The SNAP trial: A randomised placebo-controlled trial of nicotine replacement therapy in pregnancy – Clinical effectiveness and safety until 2 years after delivery, with economic evaluation
Citation: Health Technology Assessment, 2014, vol./is. 18/54(1-128), 1366-5278;2046-4924 (2014)
Author(s): Cooper S.; Lewis S.; Thornton J.G.; Marlow N.; Watts K.; Britton J.; Grainge M.J.;
Taggar J.; Essex H.; Parrott S.; Dickinson A.; Whitemore R.; Coleman T; Coughtrie M.;
Mannion C.; et al
East Cheshire Trust (Macclesfield Hospital) participated as a source of recruitment.
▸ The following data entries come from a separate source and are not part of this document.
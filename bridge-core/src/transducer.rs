//! The streaming transducer (SPEC_FULL.md §4.5) — the hardest and largest
//! component in this repository. Consumes OpenAI chat-completion SSE
//! chunks and emits Anthropic's richer, block-indexed SSE event protocol.
//!
//! Unlike the donor's hardcoded-single-index converter, block indices here
//! are tracked explicitly per §4.5.1-§4.5.2: a text block and each distinct
//! upstream tool-call index get their own, strictly increasing index,
//! assigned at first-seen order and never reused.

use std::collections::BTreeMap;

use uuid::Uuid;

use crate::anthropic::{
    MessagesContentBlock, MessagesContentDelta, MessagesMessageDelta, MessagesStopReason,
    MessagesStreamEvent, MessagesStreamMessage, MessagesUsage,
};
use crate::openai::{ChatCompletionsStreamResponse, FinishReason};

#[derive(Debug, Clone, Copy, PartialEq, Eq)]
enum ActiveBlock {
    None,
    Text,
    Tool,
}

/// Accumulator row for one upstream tool-call index (SPEC_FULL.md §4.5.1).
#[derive(Debug, Default, Clone)]
struct ToolRow {
    id: Option<String>,
    name: Option<String>,
    accumulated_arguments: String,
    anthropic_block_index: Option<u32>,
    started: bool,
}

/// Per-request transducer state (SPEC_FULL.md §4.5.1). One instance per
/// request; not `Send`-shared, consumed by exactly one producer/consumer
/// pair (SPEC_FULL.md §5).
pub struct Transducer {
    started: bool,
    stopped: bool,
    active_block: ActiveBlock,
    block_index: u32,
    tool_table: BTreeMap<u32, ToolRow>,
    last_usage: MessagesUsage,
    saw_tool_calls: bool,
    finish_reason: Option<FinishReason>,
    message_id: Option<String>,
    model: Option<String>,
    synthetic_tool_counter: u32,
}

impl Default for Transducer {
    fn default() -> Self {
        Self::new()
    }
}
Abstract: Smoking during pregnancy causes many adverse pregnancy and birth outcomes. Nicotine replacement therapy (NRT) is effective for cessation outside pregnancy but efficacy and safety in pregnancy are unknown. We hypothesised that NRT would increase smoking cessation in pregnancy without adversely affecting infants.
Objectives: To compare (1) at delivery, the clinical effectiveness and cost-effectiveness for achieving biochemically validated smoking cessation of NRT patches with placebo patches in pregnancy and (2) in infants at 2 years of age, the effects of maternal NRT patch use with placebo patch use in pregnancy on behaviour, development and disability.
Design: Randomised, placebo-controlled, parallel-group trial and economic evaluation
with follow-up at 4 weeks after randomisation, delivery and until infants were 2 years old.